Betsy Speicher recently noted in the comments that The Objectivist Center has yet to publish a single word on the ongoing violent protests in the Islamic world over the Danish cartoons. Go check out their web site to see for yourself. (In contrast, the Ayn Rand Institute has already published one two three op-eds and one two three letters to the editor.) Maybe Ed Hudgins is busy writing a review of Underworld or something.
Just when I think TOC cannot possibly sink any lower, they surprise me! Yet I really ought not be so astonished given David Kelley’s endorsement of a Muslim organization in a speech last spring, as blogged here. In that speech, David Kelley spoke of “protest[ing] the evil of terrorism in the name of values that transcend differences in religion and worldview.” Yet even that Muslim organization has condemned the violence, albeit in bizarrely confused terms. Most notably, it claims:
The response by Muslims to the cartoons is absolutely pathetic and depressing but revealing. The reason Muslims are responding with anger and threats of violence is because most Muslims live in countries where democracy and freedom of speech are alien concepts.
That’s totally backwards — as shown by the fact that Muslims in England have exercised their free speech rights to call for beheadings for blasphemers. The Muslim world has little freedom precisely because Islam itself provides no foundation whatsoever for such a value.
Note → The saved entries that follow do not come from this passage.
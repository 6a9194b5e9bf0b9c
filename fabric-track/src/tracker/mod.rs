// Copyright (c) 2023 Graphcore Ltd. All rights reserved.

//! Define the [`Track`] trait a number of [`Tracker`]s.

/// Include the /dev/null tracker.
pub mod dev_null;
/// Include the tracker forwarding to the `log` facade.
pub mod log_facade;
/// Include the multi-tracker.
pub mod multi_tracker;
/// Include the text-based tracker.
pub mod text;

use std::collections::HashMap;
use std::io;
use std::sync::Arc;
use std::sync::atomic::{AtomicU64, Ordering};

pub use dev_null::DevNullTracker;
pub use log_facade::LogTracker;
pub use multi_tracker::MultiTracker;
use parking_lot::Mutex;
use regex::Regex;
pub use text::TextTracker;

use crate::{Id, ROOT};

/// Error used to return configuration errors
#[derive(Debug)]
pub struct TrackConfigError(pub String);

impl std::fmt::Display for TrackConfigError {
    fn fmt(&self, f: &mut std::fmt::Formatter<'_>) -> std::fmt::Result {
        write!(f, "Error: {}", self.0)
    }
}

impl std::error::Error for TrackConfigError {}

/// This is the interface that is supported by all [`Tracker`]s.
///
/// Sweeps program subdevices from several threads at once so every tracker
/// must be usable concurrently.
pub trait Track {
    /// Allocate a new global ID
    fn unique_id(&self) -> Id;

    /// Determine whether tracking is enabled, and at what level for an
    /// entity looked up by its ID.
    fn is_entity_enabled(&self, id: Id, level: log::Level) -> bool;

    /// Record an entity being created.
    fn add_entity(&self, id: Id, entity_name: &str);

    /// Track when an entity with the given ID is created.
    fn create(&self, created_by: Id, created_obj: Id, name: &str);

    /// Track when an entity with the given ID is destroyed.
    fn destroy(&self, destroyed_by: Id, destroyed_obj: Id);

    /// Track a log message of the given level.
    fn log(&self, msg_by: Id, level: log::Level, msg: std::fmt::Arguments);

    /// Perform any pre-exit shutdown/cleanup
    fn shutdown(&self);
}

/// The type of a [`Tracker`] that is shared across entities.
pub type Tracker = Arc<dyn Track + Send + Sync>;

/// Create a [`Tracker`] that prints all track events to `stdout`.
#[must_use]
pub fn stdout_tracker(level: log::Level) -> Tracker {
    let entity_manger = EntityManager::new(level);
    let stdout_writer = Box::new(std::io::BufWriter::new(io::stdout()));
    let tracker: Tracker = Arc::new(TextTracker::new(entity_manger, stdout_writer));
    tracker
}

/// Create a [`Tracker`] that suppresses all track events.
#[must_use]
pub fn dev_null_tracker() -> Tracker {
    let tracker: Tracker = Arc::new(DevNullTracker {});
    tracker
}

/// The [`EntityManager`] is responsible for determining entity log levels.
///
/// This is shared by the [`Text`](crate::tracker::text) and
/// [`LogFacade`](crate::tracker::log_facade)-based trackers.
///
/// This manager is also used to allocate unique [`Id`] values.
pub struct EntityManager {
    /// Level of tracking events to output.
    default_entity_level: log::Level,

    /// List of regular expressions mapping entity names to log levels.
    regex_to_entity_level: Vec<(Regex, log::Level)>,

    /// Used to assign unique IDs.
    unique_id: AtomicU64,

    /// Keep track of entities that have log levels different to the default.
    log_entity_lookup: Mutex<HashMap<Id, log::Level>>,
}

impl EntityManager {
    /// Constructor with default [`log::Level`]
    #[must_use]
    pub fn new(default_entity_level: log::Level) -> Self {
        Self {
            default_entity_level,
            regex_to_entity_level: Vec::new(),
            unique_id: AtomicU64::new(ROOT.0 + 1),
            log_entity_lookup: Mutex::new(HashMap::new()),
        }
    }

    fn unique_id(&self) -> Id {
        Id(self.unique_id.fetch_add(1, Ordering::SeqCst))
    }

    fn is_log_enabled_at_level(&self, id: Id, level: log::Level) -> bool {
        match self.log_entity_lookup.lock().get(&id) {
            None => level <= self.default_entity_level,
            Some(entity_level) => level <= *entity_level,
        }
    }

    fn add_entity(&self, id: Id, entity_name: &str) {
        let entity_level = self.log_level_for(entity_name);
        if entity_level != self.default_entity_level {
            self.log_entity_lookup.lock().insert(id, entity_level);
        }
    }

    fn log_level_for(&self, entity_name: &str) -> log::Level {
        for (regex, level) in &self.regex_to_entity_level {
            if regex.is_match(entity_name) {
                return *level;
            }
        }
        self.default_entity_level
    }

    /// Add a filter regular expression to set matching entites to a given
    /// level.
    ///
    /// # Example
    ///
    /// ```rust
    /// use fabric_track::tracker::EntityManager;
    /// let mut manager = EntityManager::new(log::Level::Warn);
    /// manager.add_entity_level_filter(".*dev0_sd1.*", log::Level::Trace).unwrap();
    /// ```
    pub fn add_entity_level_filter(
        &mut self,
        regex_str: &str,
        level: crate::log::Level,
    ) -> Result<(), TrackConfigError> {
        match Regex::new(regex_str) {
            Ok(regex) => self.regex_to_entity_level.push((regex, level)),
            Err(e) => {
                return Err(TrackConfigError(format!(
                    "Failed to parse regex {regex_str}:\n{e}\n"
                )));
            }
        }
        Ok(())
    }
}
Yet that is precisely what an organization attempting to graft rational, secular values onto a Muslim foundation cannot admit.
In my blog post on David Kelley’s original speech, I emphasized his detachment of philosophy from values and action:
Kelley begins by saying:
I am not a Muslim. Nor am I a Christian, or a Jew. My philosophy of life, Objectivism, is a secular philosophy. But we are gathered here to protest the evil of terrorism in the name of values that transcend differences in religion and worldview.Since a person’s values are determined by his worldview, whether in the form of religion or philosophy, what values might possibly “transcend differences in religion and worldview”? What values might be consistent with a wide range of positions on the basic nature of existence, the nature and means of knowledge, and the standard of the good? In fact, no such free-floating values are possible, as Ayn Rand certainly understood. That’s why the complex abstractions of philosophy matter so very much!
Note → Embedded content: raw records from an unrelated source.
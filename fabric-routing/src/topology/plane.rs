// Copyright (c) 2023 Graphcore Ltd. All rights reserved.

//! Connected components of the fabric and their cost matrices.

use crate::types::{RoutingError, SubdeviceId};

/// Cost between subdevices that cannot reach each other.
pub const ROUTING_COST_INFINITE: u16 = u16::MAX;

/// A maximal set of subdevices connected by one-hop neighbor links.
#[derive(Debug)]
pub struct Plane {
    pub index: usize,

    /// Members in visitation order: position is the per-plane index.
    members: Vec<SubdeviceId>,

    /// Row-major `n * n` matrix indexed by per-plane index. Empty until
    /// costs are computed.
    cost: Vec<u16>,
}

impl Plane {
    /// Allocate an empty plane able to hold `capacity` members.
    pub fn try_new(index: usize, capacity: usize) -> Result<Self, RoutingError> {
        let mut members = Vec::new();
        members.try_reserve(capacity)?;
        Ok(Self {
            index,
            members,
            cost: Vec::new(),
        })
    }

    /// Add a member, returning its per-plane index.
    pub fn push(&mut self, id: SubdeviceId) -> usize {
        self.members.push(id);
        self.members.len() - 1
    }

    #[must_use]
    pub fn members(&self) -> &[SubdeviceId] {
        &self.members
    }

    #[must_use]
    pub fn num_subdevs(&self) -> usize {
        self.members.len()
    }

    #[must_use]
    pub fn cost(&self, i: usize, j: usize) -> u16 {
        let n = self.members.len();
        if i >= n || j >= n {
            return ROUTING_COST_INFINITE;
        }
        self.cost
            .get(i * n + j)
            .copied()
            .unwrap_or(ROUTING_COST_INFINITE)
    }

    /// Compute all-pairs shortest-path costs from the one-hop `edges`, given
    /// as pairs of per-plane indices.
    pub fn compute_cost<I>(&mut self, edges: I) -> Result<(), RoutingError>
    where
        I: IntoIterator<Item = (usize, usize)>,
    {
        let n = self.members.len();
        let mut cost = Vec::new();
        cost.try_reserve_exact(n * n)?;
        cost.resize(n * n, ROUTING_COST_INFINITE);

        for i in 0..n {
            cost[i * n + i] = 0;
        }
        for (i, j) in edges {
            if i < n && j < n && i != j {
                cost[i * n + j] = 1;
            }
        }

        relax(&mut cost, n);
        self.cost = cost;
        Ok(())
    }
}

/// Relax one-hop costs to all-pairs shortest paths (Floyd-Warshall).
///
/// Only the upper triangle is examined; each improvement is mirrored into the
/// lower triangle so the matrix stays symmetric.
fn relax(cost: &mut [u16], n: usize) {
    for k in 0..n {
        for i in 0..n.saturating_sub(1) {
            if i == k {
                continue;
            }
            let ik = cost[i * n + k];
            if ik == ROUTING_COST_INFINITE {
                continue;
            }
            for j in (i + 1)..n {
                if j == k {
                    continue;
                }
                let kj = cost[k * n + j];
                if kj == ROUTING_COST_INFINITE {
                    continue;
                }
                let value = ik.saturating_add(kj);
                if cost[i * n + j] > value {
                    cost[i * n + j] = value;
                    cost[j * n + i] = value;
                }
            }
        }
    }
}

#[cfg(test)]
mod tests {
    use super::*;

    fn plane_of(n: u32) -> Plane {
        let mut plane = Plane::try_new(0, n as usize).unwrap();
        for id in 0..n {
            plane.push(SubdeviceId(id));
        }
        plane
    }

    fn both_ways(edges: &[(usize, usize)]) -> Vec<(usize, usize)> {
        edges.iter().flat_map(|&(a, b)| [(a, b), (b, a)]).collect()
    }

    #[test]
    fn allocation_failure_is_reported() {
        assert!(Plane::try_new(0, usize::MAX).is_err());
    }

    #[test]
    fn path() {
        let k = 6;
        let mut plane = plane_of(k as u32 + 1);
        let edges: Vec<_> = (0..k).map(|i| (i, i + 1)).collect();
        plane.compute_cost(both_ways(&edges)).unwrap();

        for i in 0..=k {
            for j in 0..=k {
                assert_eq!(plane.cost(i, j), i.abs_diff(j) as u16);
            }
        }
    }

    #[test]
    fn ring() {
        let n = 5;
        let mut plane = plane_of(n as u32);
        let edges: Vec<_> = (0..n).map(|i| (i, (i + 1) % n)).collect();
        plane.compute_cost(both_ways(&edges)).unwrap();

        assert_eq!(plane.cost(0, 2), 2);
        assert_eq!(plane.cost(0, 3), 2);
        assert_eq!(plane.cost(1, 4), 2);
        assert_eq!(plane.cost(4, 0), 1);
    }

    #[test]
    fn disconnected_members_stay_infinite() {
        let mut plane = plane_of(4);
        plane.compute_cost(both_ways(&[(0, 1), (2, 3)])).unwrap();
        assert_eq!(plane.cost(0, 1), 1);
        assert_eq!(plane.cost(0, 2), ROUTING_COST_INFINITE);
        assert_eq!(plane.cost(3, 1), ROUTING_COST_INFINITE);
        assert_eq!(plane.cost(2, 2), 0);
        assert_eq!(plane.cost(0, 9), ROUTING_COST_INFINITE);
    }

    #[test]
    fn symmetric() {
        let mut plane = plane_of(6);
        plane
            .compute_cost(both_ways(&[(0, 3), (3, 5), (5, 1), (1, 4), (4, 2), (0, 2)]))
            .unwrap();
        for i in 0..6 {
            for j in 0..6 {
                assert_eq!(plane.cost(i, j), plane.cost(j, i));
            }
        }
    }
}
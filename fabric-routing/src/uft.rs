// Copyright (c) 2023 Graphcore Ltd. All rights reserved.

//! Sparse unicast forwarding table (UFT).
//!
//! Entries are egress port numbers packed 4 bits per entry, two entries per
//! byte. The table is split into the management block, indexed by address
//! group, and one data block per destination subdevice that is allocated on
//! demand.

use std::collections::BTreeMap;
use std::collections::btree_map::Entry;

use crate::fid::{FID_BLOCK_BASE, FID_BLOCK_SIZE, FID_CPORT_BASE, MAX_DEVICES};
use crate::types::{RoutingError, SubdeviceId};

/// Unassigned 4-bit table entry.
pub const UFT_INVALID_PORT4: u8 = 0xf;

/// Unassigned entry in the 8-bit hardware image.
pub const UFT_INVALID_PORT8: u8 = 0x7f;

const PORT4_MASK: u8 = 0xf;

#[must_use]
pub const fn packed_len(entries: usize) -> usize {
    entries.div_ceil(2)
}

/// Store `port` at entry `offset` of a packed block.
///
/// Even offsets use the high nibble and odd offsets the low nibble.
pub fn entry_set(block: &mut [u8], offset: usize, port: u8) {
    let byte = &mut block[offset >> 1];
    let port = port & PORT4_MASK;
    if offset & 1 == 0 {
        *byte = (*byte & PORT4_MASK) | (port << 4);
    } else {
        *byte = (*byte & !PORT4_MASK) | port;
    }
}

/// Read entry `offset` of a packed block.
#[must_use]
pub fn entry_get(block: &[u8], offset: usize) -> u8 {
    let byte = block[offset >> 1];
    if offset & 1 == 0 {
        byte >> 4
    } else {
        byte & PORT4_MASK
    }
}

/// Expand the first `entries` entries of a packed block to the one byte per
/// entry image written to the hardware.
#[must_use]
pub fn to_hardware(block: &[u8], entries: usize) -> Vec<u8> {
    (0..entries)
        .map(|offset| match entry_get(block, offset) {
            UFT_INVALID_PORT4 => UFT_INVALID_PORT8,
            port => port,
        })
        .collect()
}

fn alloc_block(entries: usize) -> Result<Box<[u8]>, RoutingError> {
    let len = packed_len(entries);
    let mut block = Vec::new();
    block.try_reserve_exact(len)?;
    block.resize(len, u8::MAX);
    Ok(block.into_boxed_slice())
}

/// A forwarding table of one subdevice.
#[derive(Clone, Debug, PartialEq)]
pub struct Uft {
    mgmt: Box<[u8]>,
    bridges: BTreeMap<SubdeviceId, Box<[u8]>>,
}

impl Uft {
    /// Allocate a table with every management entry unassigned and no data
    /// blocks.
    pub fn try_new() -> Result<Self, RoutingError> {
        Ok(Self {
            mgmt: alloc_block(MAX_DEVICES)?,
            bridges: BTreeMap::new(),
        })
    }

    #[must_use]
    pub fn mgmt(&self) -> &[u8] {
        &self.mgmt
    }

    pub fn mgmt_mut(&mut self) -> &mut [u8] {
        &mut self.mgmt
    }

    #[must_use]
    pub fn bridge(&self, dst: SubdeviceId) -> Option<&[u8]> {
        self.bridges.get(&dst).map(|block| &block[..])
    }

    /// Return the data block for `dst`, allocating it on first use.
    pub fn bridge_mut(&mut self, dst: SubdeviceId) -> Result<&mut [u8], RoutingError> {
        let block = match self.bridges.entry(dst) {
            Entry::Occupied(entry) => entry.into_mut(),
            Entry::Vacant(entry) => entry.insert(alloc_block(FID_BLOCK_SIZE)?),
        };
        Ok(&mut block[..])
    }

    pub fn bridges(&self) -> impl Iterator<Item = (SubdeviceId, &[u8])> {
        self.bridges.iter().map(|(dst, block)| (*dst, &block[..]))
    }

    /// Resolve an address to its egress port, if one is assigned.
    #[must_use]
    pub fn lookup(&self, fid: u32) -> Option<u8> {
        let port = if (FID_CPORT_BASE..FID_CPORT_BASE + MAX_DEVICES as u32).contains(&fid) {
            entry_get(&self.mgmt, (fid - FID_CPORT_BASE) as usize)
        } else if fid >= FID_BLOCK_BASE {
            let rel = fid - FID_BLOCK_BASE;
            let group = SubdeviceId(rel / FID_BLOCK_SIZE as u32);
            let block = self.bridge(group)?;
            entry_get(block, rel as usize % FID_BLOCK_SIZE)
        } else {
            return None;
        };
        (port != UFT_INVALID_PORT4).then_some(port)
    }
}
Yet we should wonder: Of what values is David Kelley speaking? He doesn’t say immediately, but his last paragraph identifies them explicitly:
I appeal to all those, of any creed or philosophy, who stand for human life and happiness, for freedom, for progress and for its source–the free exercise of reason–to join in opposing those who want to control the mind, roll back progress, stifle freedom–and who are willing to kill and maim to do so.In other words, people of “any creed or philosophy” can “stand for human life and happiness, for freedom, for progress and for its source–the free exercise of reason” — meaning that any view is compatible with any other, that logical consistency is unimportant, and that philosophy is irrelevant to life.
Wow.
In the course of searching the TOC web site about Islam, I found some even more explicit comments on the connection between philosophy and values in an exchange in the letters to the editor about that very speech. Fairly early on, in attempting to explain “the meaning and role of jihad in Islam,” David Kelley writes:
To the extent that a culture subordinates reason to faith and subordinates the individual to a higher power (whether social or divine), those premises will tend to produce superstition rather than science, duty and sacrifice rather than the pursuit of happiness, stagnation rather than progress–and violence and oppression rather than freedom and trade. (Emphasis added.)
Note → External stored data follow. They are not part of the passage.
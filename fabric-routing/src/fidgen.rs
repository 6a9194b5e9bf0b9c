// Copyright (c) 2023 Graphcore Ltd. All rights reserved.

//! Bridge address generator ("fidgen") registers.
//!
//! Each bridge port turns a device physical address (DPA) into a destination
//! address by indexing a lookup table with the DPA bits above the minimum
//! per-subdevice DPA block. Every table entry holds the destination data
//! block (address >> 6); the low address bits are then filled from a hash of
//! the remaining DPA bits, spreading traffic over the 64 addresses of the
//! block.

use crate::types::RoutingError;

/// Device DPA ranges are aligned to this size.
pub const DEV_DPA_ALIGNMENT: u64 = 128 << 30;

/// Smallest DPA range assigned to a subdevice.
pub const MIN_DPA_PER_SD: u64 = 8 << 30;

/// Shift from an address to the table entry selecting its data block.
pub const DPA_DFID_MAP_SHIFT: u32 = 6;

/// Maximum number of lookup table entries.
pub const DPA_DFID_MAP_SIZE: usize = 8192;

/// Width of the lookup table index field of the DPA.
const LUT_INDEX_WIDTH: u32 = 13;

/// `shift_a` flag selecting a right shift.
const SHIFT_RIGHT: u64 = 1 << 6;

/// Number of 64-bit registers in a generator block.
pub const FIDGEN_BLOCK_SIZE: usize = 12;

/// Bits of the minimum per-subdevice DPA block.
#[must_use]
pub const fn dpa_range_bits() -> u32 {
    MIN_DPA_PER_SD.trailing_zeros()
}

const fn genmask(high: u32, low: u32) -> u64 {
    (u64::MAX >> (63 - high)) & (u64::MAX << low)
}

/// Generator registers plus the DPA to destination lookup table.
#[derive(Clone, Debug, PartialEq)]
pub struct Fidgen {
    pub mask_a: u64,
    pub shift_a: u64,
    pub mask_b: u64,
    pub shift_b: u64,
    pub mask_h: u64,
    pub shift_h: u64,
    pub mask_d: u64,
    pub modulo: u64,
    map: Vec<u64>,
}

impl Fidgen {
    /// Allocate a generator whose lookup table covers `map_size` DPA
    /// indices, all mapped to address block 0.
    ///
    /// Mask A selects the DPA range index into the table, mask B is unused,
    /// mask D selects every hashable bit and mask H every hashed path bit.
    /// Modulo selects the maximum number of alternate paths.
    pub fn try_new(map_size: usize) -> Result<Self, RoutingError> {
        if map_size > DPA_DFID_MAP_SIZE {
            return Err(RoutingError(format!(
                "address map of {map_size} entries exceeds {DPA_DFID_MAP_SIZE}"
            )));
        }

        let mut map = Vec::new();
        map.try_reserve_exact(map_size)?;
        map.resize(map_size, 0);

        Ok(Self {
            mask_a: genmask(LUT_INDEX_WIDTH, 0) << dpa_range_bits(),
            shift_a: u64::from(dpa_range_bits()) | SHIFT_RIGHT,
            mask_b: 0,
            shift_b: 0,
            mask_h: u64::MAX,
            shift_h: 0,
            mask_d: genmask(39, 0),
            modulo: 7,
            map,
        })
    }

    #[must_use]
    pub fn map(&self) -> &[u64] {
        &self.map
    }

    /// Map the DPA indices `[base, base + range)` to the data block of
    /// `dfid`.
    pub fn set_dpa_lut(&mut self, base: u32, range: u32, dfid: u32) -> Result<(), RoutingError> {
        let start = base as usize;
        let end = start + range as usize;
        match self.map.get_mut(start..end) {
            Some(entries) => {
                entries.fill(u64::from(dfid >> DPA_DFID_MAP_SHIFT));
                Ok(())
            }
            None => Err(RoutingError(format!(
                "DPA indices {start}..{end} outside map of {}",
                self.map.len()
            ))),
        }
    }

    /// Register image for a subdevice whose data block starts at `fid_base`.
    #[must_use]
    pub fn block(&self, fid_base: u32) -> [u64; FIDGEN_BLOCK_SIZE] {
        [
            self.mask_a,
            self.shift_a,
            self.mask_b,
            self.shift_b,
            0,
            0,
            self.mask_h,
            self.shift_h,
            self.modulo,
            u64::from(fid_base >> DPA_DFID_MAP_SHIFT),
            self.mask_d,
            0,
        ]
    }
}

/// Package address range register value.
///
/// Base and size are in GiB.
#[must_use]
pub fn package_range_csr(pkg_offset: u16, pkg_size: u16) -> u64 {
    const BASE_SHIFT: u32 = 1;
    const RANGE_SHIFT: u32 = 20;
    ((u64::from(pkg_offset) << BASE_SHIFT) & genmask(18, 1))
        | ((u64::from(pkg_size) << RANGE_SHIFT) & genmask(29, 20))
}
When I first read those weasel-words (“will tend to produce”), I suspected some very bad turn ahead. After all, a culture of faith and authority will produce nothing but superstition, duty and sacrifice, stagnation, violence, and oppression” — unless opposed by better ideas. That’s the standard Objectivist view of history — with which I agree. And it wasn’t a mere slip on David Kelley’s part, as this later passage shows:
As a religion, Islam rests on faith in the existence of a supernatural being and in a story of how his commands were revealed to mankind; its whole superstructure of systemization rests on a foundation of arbitrary belief. It therefore has no rational way to exclude Islamist fanaticism from the spectrum of belief by proving it false, any more than mainstream Christians can prove that fundamentalists misrepresent Christianity.By the same token, nothing prevents Muslims from moving in the direction of a more liberal doctrine that is more open to reason, science, progress, individualism, and a secular society. As an Objectivist, I don’t think they can complete that journey without leaving the religion behind altogether. But I see no reason why Islam cannot make some sort of peace with modernity in the same way, and to the same extent, that Christianity has.
In other words, “faith in the existence of a supernatural being” can give rise to “liberal doctrine that is more open to reason, science, progress, individualism, and a secular society” because… an arbitrary doctrine can give rise to anything! Objectivism’s just helpful for the last steps of liberalization, according to Kelley.
As I’ve probably said before, The Objectivist Center is not merely contemptuous of Ayn Rand’s ideas, it’s contemptuous of ideas as such.
As a postscript, I cannot help but mention that the letter to which David Kelley is replying begins by quoting some of Kelley’s speech, then asks: “These remarks were appropriate to the audience and circumstances in which they were delivered, but are they actually true?” (Seriously, that’s what it says.) In his response, Kelley directly considers the question, but never objects to the obvious presumption that deception would ever be “appropriate” in such a speech! Really, I need to stop being so damn surprised. Hell obviously has more levels than I thought, since TOC just keeps on decending…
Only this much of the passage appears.